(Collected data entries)
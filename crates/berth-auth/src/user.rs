//! User profiles and the user-construction seam.
//!
//! The session core stays generic over the concrete user type an SDK
//! variant hands to callers: it derives identity from the session
//! record and asks a [`UserFactory`] to build the rest. [`CoreUser`] is
//! the stock implementation most clients use.

use serde::{Deserialize, Serialize};
use serde_json::{Map, Value};

use crate::credential::ProviderType;

/// A single login identity attached to a user profile.
///
/// Users accumulate one identity per provider they have logged in or
/// linked through.
#[derive(Clone, Debug, Default, PartialEq, Serialize, Deserialize)]
pub struct Identity {
    /// Identity id as issued by the provider.
    #[serde(default)]
    pub id: String,
    /// Provider type string, e.g. `anon-user`.
    #[serde(default)]
    pub provider_type: String,
}

/// Profile document fetched from the profile route after login.
#[derive(Clone, Debug, Default, PartialEq, Serialize, Deserialize)]
pub struct UserProfile {
    /// Profile type reported by the backend, e.g. `normal`.
    #[serde(rename = "type", default, skip_serializing_if = "Option::is_none")]
    pub user_type: Option<String>,
    /// Free-form profile attributes: name, email, picture URL, and so
    /// on, as the providers reported them.
    #[serde(default, skip_serializing_if = "Map::is_empty")]
    pub data: Map<String, Value>,
    /// Login identities attached to the user.
    #[serde(default, skip_serializing_if = "Vec::is_empty")]
    pub identities: Vec<Identity>,
}

impl UserProfile {
    /// A string attribute from the profile data, when present.
    #[must_use]
    pub fn attribute(&self, key: &str) -> Option<&str> {
        self.data.get(key).and_then(Value::as_str)
    }
}

/// Minimal view the session core needs of any user type.
pub trait AuthUser {
    /// Backend id of the user.
    fn id(&self) -> &str;
}

/// Builds the SDK-variant-specific user type from session identity.
///
/// Keeps the session core generic: an app client and an admin client
/// can expose different user surfaces over the same auth machinery.
pub trait UserFactory: Send + Sync + 'static {
    /// The user type this factory produces.
    type User: AuthUser + Clone + Send + Sync + 'static;

    /// Assemble a user from the active session's identity fields.
    fn make_user(
        &self,
        id: &str,
        provider_type: ProviderType,
        provider_name: &str,
        profile: Option<&UserProfile>,
    ) -> Self::User;
}

/// Default user type produced by [`CoreUserFactory`].
#[derive(Clone, Debug, PartialEq)]
pub struct CoreUser {
    /// Backend id of the user.
    pub id: String,
    /// Provider type that performed the login.
    pub logged_in_provider_type: ProviderType,
    /// Provider name that performed the login.
    pub logged_in_provider_name: String,
    /// Profile document, once the post-login fetch has completed.
    pub profile: Option<UserProfile>,
}

impl AuthUser for CoreUser {
    fn id(&self) -> &str {
        &self.id
    }
}

/// Factory producing [`CoreUser`]s.
#[derive(Clone, Copy, Debug, Default)]
pub struct CoreUserFactory;

impl UserFactory for CoreUserFactory {
    type User = CoreUser;

    fn make_user(
        &self,
        id: &str,
        provider_type: ProviderType,
        provider_name: &str,
        profile: Option<&UserProfile>,
    ) -> CoreUser {
        CoreUser {
            id: id.to_string(),
            logged_in_provider_type: provider_type,
            logged_in_provider_name: provider_name.to_string(),
            profile: profile.cloned(),
        }
    }
}

// ─────────────────────────────────────────────────────────────────────────────
// Tests
// ─────────────────────────────────────────────────────────────────────────────

#[cfg(test)]
mod tests {
    use serde_json::json;

    use super::*;

    #[test]
    fn profile_deserializes_backend_shape() {
        let profile: UserProfile = serde_json::from_value(json!({
            "type": "normal",
            "data": {"email": "ada@example.com", "name": "Ada"},
            "identities": [
                {"id": "ident-1", "provider_type": "local-userpass"},
                {"id": "ident-2", "provider_type": "oauth2-google"},
            ],
        }))
        .unwrap();

        assert_eq!(profile.user_type.as_deref(), Some("normal"));
        assert_eq!(profile.attribute("email"), Some("ada@example.com"));
        assert_eq!(profile.identities.len(), 2);
        assert_eq!(profile.identities[1].provider_type, "oauth2-google");
    }

    #[test]
    fn profile_tolerates_missing_fields() {
        let profile: UserProfile = serde_json::from_value(json!({})).unwrap();
        assert_eq!(profile.user_type, None);
        assert!(profile.data.is_empty());
        assert!(profile.identities.is_empty());
        assert_eq!(profile.attribute("email"), None);
    }

    #[test]
    fn core_factory_builds_users_from_session_identity() {
        let profile = UserProfile {
            user_type: Some("normal".to_string()),
            ..UserProfile::default()
        };
        let user = CoreUserFactory.make_user(
            "user-1",
            ProviderType::Anonymous,
            "anon-user",
            Some(&profile),
        );

        assert_eq!(user.id(), "user-1");
        assert_eq!(user.logged_in_provider_type, ProviderType::Anonymous);
        assert_eq!(user.logged_in_provider_name, "anon-user");
        assert_eq!(user.profile, Some(profile));
    }

    #[test]
    fn core_factory_allows_absent_profile() {
        let user = CoreUserFactory.make_user("user-2", ProviderType::ApiKey, "api-key", None);
        assert_eq!(user.profile, None);
    }
}
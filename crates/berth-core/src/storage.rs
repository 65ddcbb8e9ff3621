//! Durable key/value storage.
//!
//! The session core persists its record through the [`Storage`] trait
//! so hosts can plug in whatever survives a restart on their platform:
//! a file, a keychain, browser local storage. Two backends ship here —
//! [`MemoryStorage`] for tests and ephemeral clients, [`FileStorage`]
//! for everything else.

use std::collections::HashMap;
use std::path::PathBuf;
use std::sync::Mutex;

use async_trait::async_trait;

use crate::errors::StorageError;

/// Pluggable persistent key/value storage.
///
/// Values are opaque strings; callers layer their own encoding on top.
/// Every access is awaited so remote or IPC-backed stores fit behind
/// the same trait.
#[async_trait]
pub trait Storage: Send + Sync {
    /// Read the value stored under `key`.
    async fn get(&self, key: &str) -> Result<Option<String>, StorageError>;

    /// Store `value` under `key`, replacing any previous value.
    async fn set(&self, key: &str, value: &str) -> Result<(), StorageError>;

    /// Remove `key` if present.
    async fn remove(&self, key: &str) -> Result<(), StorageError>;
}

// ─────────────────────────────────────────────────────────────────────────────
// Memory backend
// ─────────────────────────────────────────────────────────────────────────────

/// In-memory [`Storage`] backend.
///
/// Nothing survives the process; useful for tests and for clients that
/// explicitly do not want persisted sessions.
#[derive(Debug, Default)]
pub struct MemoryStorage {
    data: Mutex<HashMap<String, String>>,
}

impl MemoryStorage {
    /// An empty store.
    #[must_use]
    pub fn new() -> Self {
        Self::default()
    }
}

#[async_trait]
impl Storage for MemoryStorage {
    async fn get(&self, key: &str) -> Result<Option<String>, StorageError> {
        let data = self
            .data
            .lock()
            .map_err(|_| StorageError::Backend("storage mutex poisoned".to_string()))?;
        Ok(data.get(key).cloned())
    }

    async fn set(&self, key: &str, value: &str) -> Result<(), StorageError> {
        let mut data = self
            .data
            .lock()
            .map_err(|_| StorageError::Backend("storage mutex poisoned".to_string()))?;
        let _ = data.insert(key.to_string(), value.to_string());
        Ok(())
    }

    async fn remove(&self, key: &str) -> Result<(), StorageError> {
        let mut data = self
            .data
            .lock()
            .map_err(|_| StorageError::Backend("storage mutex poisoned".to_string()))?;
        let _ = data.remove(key);
        Ok(())
    }
}

// ─────────────────────────────────────────────────────────────────────────────
// File backend
// ─────────────────────────────────────────────────────────────────────────────

/// File-backed [`Storage`] keeping every key in one JSON document.
///
/// The parent directory is created on first write and the file is
/// restricted to owner read/write on unix, since it will usually hold
/// session tokens.
#[derive(Debug)]
pub struct FileStorage {
    path: PathBuf,
}

impl FileStorage {
    /// A store backed by the file at `path`.
    #[must_use]
    pub fn new(path: impl Into<PathBuf>) -> Self {
        Self { path: path.into() }
    }

    /// The file this store reads and writes.
    #[must_use]
    pub fn path(&self) -> &std::path::Path {
        &self.path
    }

    fn read_map(&self) -> Result<HashMap<String, String>, StorageError> {
        match std::fs::read_to_string(&self.path) {
            Ok(data) => serde_json::from_str(&data)
                .map_err(|e| StorageError::Backend(format!("corrupt storage file: {e}"))),
            Err(e) if e.kind() == std::io::ErrorKind::NotFound => Ok(HashMap::new()),
            Err(e) => Err(e.into()),
        }
    }

    fn write_map(&self, map: &HashMap<String, String>) -> Result<(), StorageError> {
        if let Some(parent) = self.path.parent() {
            std::fs::create_dir_all(parent)?;
        }
        let data = serde_json::to_string_pretty(map)
            .map_err(|e| StorageError::Backend(format!("unencodable storage map: {e}")))?;
        std::fs::write(&self.path, data)?;

        #[cfg(unix)]
        {
            use std::os::unix::fs::PermissionsExt;
            let perms = std::fs::Permissions::from_mode(0o600);
            let _ = std::fs::set_permissions(&self.path, perms);
        }

        Ok(())
    }
}

#[async_trait]
impl Storage for FileStorage {
    async fn get(&self, key: &str) -> Result<Option<String>, StorageError> {
        Ok(self.read_map()?.get(key).cloned())
    }

    async fn set(&self, key: &str, value: &str) -> Result<(), StorageError> {
        let mut map = self.read_map()?;
        let _ = map.insert(key.to_string(), value.to_string());
        self.write_map(&map)
    }

    async fn remove(&self, key: &str) -> Result<(), StorageError> {
        let mut map = self.read_map()?;
        if map.remove(key).is_some() {
            self.write_map(&map)?;
        }
        Ok(())
    }
}

// ─────────────────────────────────────────────────────────────────────────────
// Tests
// ─────────────────────────────────────────────────────────────────────────────
//! Proactive access-token refresh.
//!
//! A single background task wakes on a fixed interval, inspects the
//! access token's expiry claim, and refreshes shortly before it lapses
//! so callers rarely pay the refresh-and-retry cost inside a request.
//! The task holds only a weak reference to the client and exits when
//! the client is dropped; the per-request retry remains a correctness
//! backstop if the loop is closed or falls behind.

use std::sync::Weak;
use std::time::Duration;

use tokio::task::JoinHandle;
use tracing::{debug, warn};

use crate::client::{AuthClient, AuthInner};
use crate::user::UserFactory;

/// Default seconds between refresh-loop ticks.
pub const DEFAULT_REFRESH_INTERVAL_SECS: u64 = 60;

/// Default seconds-to-expiry below which a tick refreshes the token.
pub const DEFAULT_EXPIRY_WINDOW_SECS: i64 = 300;

/// Timing configuration for the background refresh loop.
#[derive(Clone, Copy, Debug)]
pub struct RefreshConfig {
    /// Seconds between ticks.
    pub interval_secs: u64,
    /// Refresh when the token expires within this many seconds.
    pub expiry_window_secs: i64,
}

impl Default for RefreshConfig {
    fn default() -> Self {
        Self {
            interval_secs: DEFAULT_REFRESH_INTERVAL_SECS,
            expiry_window_secs: DEFAULT_EXPIRY_WINDOW_SECS,
        }
    }
}

/// Spawn the refresh loop for a client under construction.
///
/// Sleep first, then tick: a fresh client has a fresh token, and the
/// weak handle must not keep the client alive between ticks. Tick
/// failures are logged and swallowed; the next tick tries again.
pub(crate) fn spawn_refresh_loop<F: UserFactory>(
    inner: Weak<AuthInner<F>>,
    config: RefreshConfig,
) -> JoinHandle<()> {
    tokio::spawn(async move {
        loop {
            tokio::time::sleep(Duration::from_secs(config.interval_secs)).await;
            let Some(strong) = inner.upgrade() else {
                break;
            };
            let client = AuthClient::from_inner(strong);
            if let Err(error) = client.refresh_if_expiring(config.expiry_window_secs).await {
                warn!(%error, "background token refresh failed");
            }
        }
        debug!("refresh loop stopped");
    })
}

// ─────────────────────────────────────────────────────────────────────────────
// Tests
// ─────────────────────────────────────────────────────────────────────────────
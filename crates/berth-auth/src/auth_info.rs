//! The session record.
//!
//! [`AuthInfo`] is the single value-type snapshot of "who is logged in
//! and with what tokens". It moves between states through two total
//! transitions: [`merge`](AuthInfo::merge) overlays fresh fields from a
//! login or token refresh, [`logged_out`](AuthInfo::logged_out) clears
//! everything except the device id. The record serializes to the JSON
//! document persisted under the auth storage key.

use serde::{Deserialize, Serialize};

use crate::credential::ProviderType;
use crate::user::UserProfile;

/// The durable session record: identity plus token material.
///
/// All fields are optional; a freshly installed client starts with
/// every field unset. The persisted JSON uses these exact field names,
/// so renames here are wire-format changes.
#[derive(Clone, Debug, Default, PartialEq, Serialize, Deserialize)]
pub struct AuthInfo {
    /// Backend id of the authenticated user.
    #[serde(default, skip_serializing_if = "Option::is_none")]
    pub user_id: Option<String>,
    /// Backend-assigned device id, kept across logouts so the backend
    /// can correlate sessions from one installation.
    #[serde(default, skip_serializing_if = "Option::is_none")]
    pub device_id: Option<String>,
    /// Short-lived bearer token for ordinary requests.
    #[serde(default, skip_serializing_if = "Option::is_none")]
    pub access_token: Option<String>,
    /// Long-lived token used to mint fresh access tokens.
    #[serde(default, skip_serializing_if = "Option::is_none")]
    pub refresh_token: Option<String>,
    /// Provider type that performed the login.
    #[serde(default, skip_serializing_if = "Option::is_none")]
    pub logged_in_provider_type: Option<ProviderType>,
    /// Provider name that performed the login.
    #[serde(default, skip_serializing_if = "Option::is_none")]
    pub logged_in_provider_name: Option<String>,
    /// Profile document fetched after login.
    #[serde(default, skip_serializing_if = "Option::is_none")]
    pub user_profile: Option<UserProfile>,
}

impl AuthInfo {
    /// A record with every field unset.
    #[must_use]
    pub fn empty() -> Self {
        Self::default()
    }

    /// Whether the record holds a complete logged-in identity: a user
    /// id plus both tokens.
    #[must_use]
    pub fn is_logged_in(&self) -> bool {
        self.user_id.is_some() && self.access_token.is_some() && self.refresh_token.is_some()
    }

    /// Field-wise overlay: fields set in `update` replace this record's
    /// fields, unset fields carry the existing values forward.
    ///
    /// A token refresh merges in only new tokens; a login merges in a
    /// whole identity. Neither ever clears a field.
    #[must_use]
    pub fn merge(&self, update: &AuthInfo) -> AuthInfo {
        AuthInfo {
            user_id: update.user_id.clone().or_else(|| self.user_id.clone()),
            device_id: update.device_id.clone().or_else(|| self.device_id.clone()),
            access_token: update
                .access_token
                .clone()
                .or_else(|| self.access_token.clone()),
            refresh_token: update
                .refresh_token
                .clone()
                .or_else(|| self.refresh_token.clone()),
            logged_in_provider_type: update
                .logged_in_provider_type
                .or(self.logged_in_provider_type),
            logged_in_provider_name: update
                .logged_in_provider_name
                .clone()
                .or_else(|| self.logged_in_provider_name.clone()),
            user_profile: update
                .user_profile
                .clone()
                .or_else(|| self.user_profile.clone()),
        }
    }

    /// The record that survives a logout: only the device id.
    #[must_use]
    pub fn logged_out(&self) -> AuthInfo {
        AuthInfo {
            device_id: self.device_id.clone(),
            ..AuthInfo::default()
        }
    }
}

// ─────────────────────────────────────────────────────────────────────────────
// Tests
// ─────────────────────────────────────────────────────────────────────────────

#[cfg(test)]
mod tests {
    use serde_json::json;

    use super::*;

    fn logged_in_record() -> AuthInfo {
        AuthInfo {
            user_id: Some("user-1".to_string()),
            device_id: Some("device-1".to_string()),
            access_token: Some("access-1".to_string()),
            refresh_token: Some("refresh-1".to_string()),
            logged_in_provider_type: Some(ProviderType::Anonymous),
            logged_in_provider_name: Some("anon-user".to_string()),
            user_profile: Some(UserProfile::default()),
        }
    }

    #[test]
    fn empty_record_is_logged_out() {
        let info = AuthInfo::empty();
        assert!(!info.is_logged_in());
        assert_eq!(info, AuthInfo::default());
    }

    #[test]
    fn logged_in_requires_id_and_both_tokens() {
        assert!(logged_in_record().is_logged_in());

        let mut missing_access = logged_in_record();
        missing_access.access_token = None;
        assert!(!missing_access.is_logged_in());

        let mut missing_refresh = logged_in_record();
        missing_refresh.refresh_token = None;
        assert!(!missing_refresh.is_logged_in());

        let mut missing_id = logged_in_record();
        missing_id.user_id = None;
        assert!(!missing_id.is_logged_in());
    }

    #[test]
    fn merge_prefers_update_fields() {
        let base = logged_in_record();
        let update = AuthInfo {
            access_token: Some("access-2".to_string()),
            refresh_token: Some("refresh-2".to_string()),
            ..AuthInfo::empty()
        };

        let merged = base.merge(&update);
        assert_eq!(merged.access_token.as_deref(), Some("access-2"));
        assert_eq!(merged.refresh_token.as_deref(), Some("refresh-2"));
        // Unset fields carry the existing values forward.
        assert_eq!(merged.user_id, base.user_id);
        assert_eq!(merged.device_id, base.device_id);
        assert_eq!(merged.logged_in_provider_type, Some(ProviderType::Anonymous));
        assert_eq!(merged.user_profile, base.user_profile);
    }

    #[test]
    fn merge_into_empty_takes_update_wholesale() {
        let update = logged_in_record();
        assert_eq!(AuthInfo::empty().merge(&update), update);
    }

    #[test]
    fn merge_with_empty_update_changes_nothing() {
        let base = logged_in_record();
        assert_eq!(base.merge(&AuthInfo::empty()), base);
    }

    #[test]
    fn merge_never_clears_a_field() {
        let base = logged_in_record();
        let update = AuthInfo {
            user_id: Some("user-2".to_string()),
            ..AuthInfo::empty()
        };
        let merged = base.merge(&update);
        assert_eq!(merged.user_id.as_deref(), Some("user-2"));
        assert!(merged.access_token.is_some());
        assert!(merged.user_profile.is_some());
    }

    #[test]
    fn logged_out_keeps_only_device_id() {
        let cleared = logged_in_record().logged_out();
        assert_eq!(cleared.device_id.as_deref(), Some("device-1"));
        assert_eq!(cleared.user_id, None);
        assert_eq!(cleared.access_token, None);
        assert_eq!(cleared.refresh_token, None);
        assert_eq!(cleared.logged_in_provider_type, None);
        assert_eq!(cleared.logged_in_provider_name, None);
        assert_eq!(cleared.user_profile, None);
        assert!(!cleared.is_logged_in());
    }

    #[test]
    fn serializes_with_stable_field_names() {
        let value = serde_json::to_value(logged_in_record()).unwrap();
        assert_eq!(
            value,
            json!({
                "user_id": "user-1",
                "device_id": "device-1",
                "access_token": "access-1",
                "refresh_token": "refresh-1",
                "logged_in_provider_type": "anon-user",
                "logged_in_provider_name": "anon-user",
                "user_profile": {},
            })
        );
    }

    #[test]
    fn unset_fields_are_omitted_from_json() {
        let value = serde_json::to_value(AuthInfo::empty()).unwrap();
        assert_eq!(value, json!({}));
    }

    #[test]
    fn round_trips_through_json() {
        let record = logged_in_record();
        let raw = serde_json::to_string(&record).unwrap();
        let parsed: AuthInfo = serde_json::from_str(&raw).unwrap();
        assert_eq!(parsed, record);
    }
}
//! # berth-auth
//!
//! The authenticated-session core of the Berth SDK.
//!
//! - **Session record**: [`AuthInfo`] with its merge and logout
//!   transitions, persisted as JSON under a single storage key
//! - **Credentials**: [`Credential`], a tagged union over the login
//!   providers the backend understands
//! - **Users**: [`UserFactory`] seam plus the default [`CoreUser`]
//! - **Auth client**: [`AuthClient`] — login, link, logout, token
//!   refresh, and the transparent refresh-and-retry request pipeline
//! - **Refresh loop**: a background task that renews the access token
//!   shortly before it expires
//! - **Events**: [`AuthEvent`] broadcast on every login and logout

#![deny(unsafe_code)]

pub mod auth_info;
pub mod client;
pub mod credential;
pub mod events;
pub mod metadata;
pub mod refresh;
pub mod routes;
pub mod user;

pub use auth_info::AuthInfo;
pub use client::{AUTH_INFO_STORAGE_KEY, AuthClient};
pub use credential::{Credential, ProviderType};
pub use events::AuthEvent;
pub use metadata::ClientAppMetadata;
pub use refresh::{DEFAULT_EXPIRY_WINDOW_SECS, DEFAULT_REFRESH_INTERVAL_SECS, RefreshConfig};
pub use routes::{AppAuthRoutes, AuthRoutes};
pub use user::{AuthUser, CoreUser, CoreUserFactory, Identity, UserFactory, UserProfile};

**EXERCISE GOAL**. Lines that contain "authenticated" should be pulled from the entries above and reported.

**WRITTEN RESPONSE**.
    /// Backend id of the authenticated user.
//! The authenticated-session core of the Berth SDK.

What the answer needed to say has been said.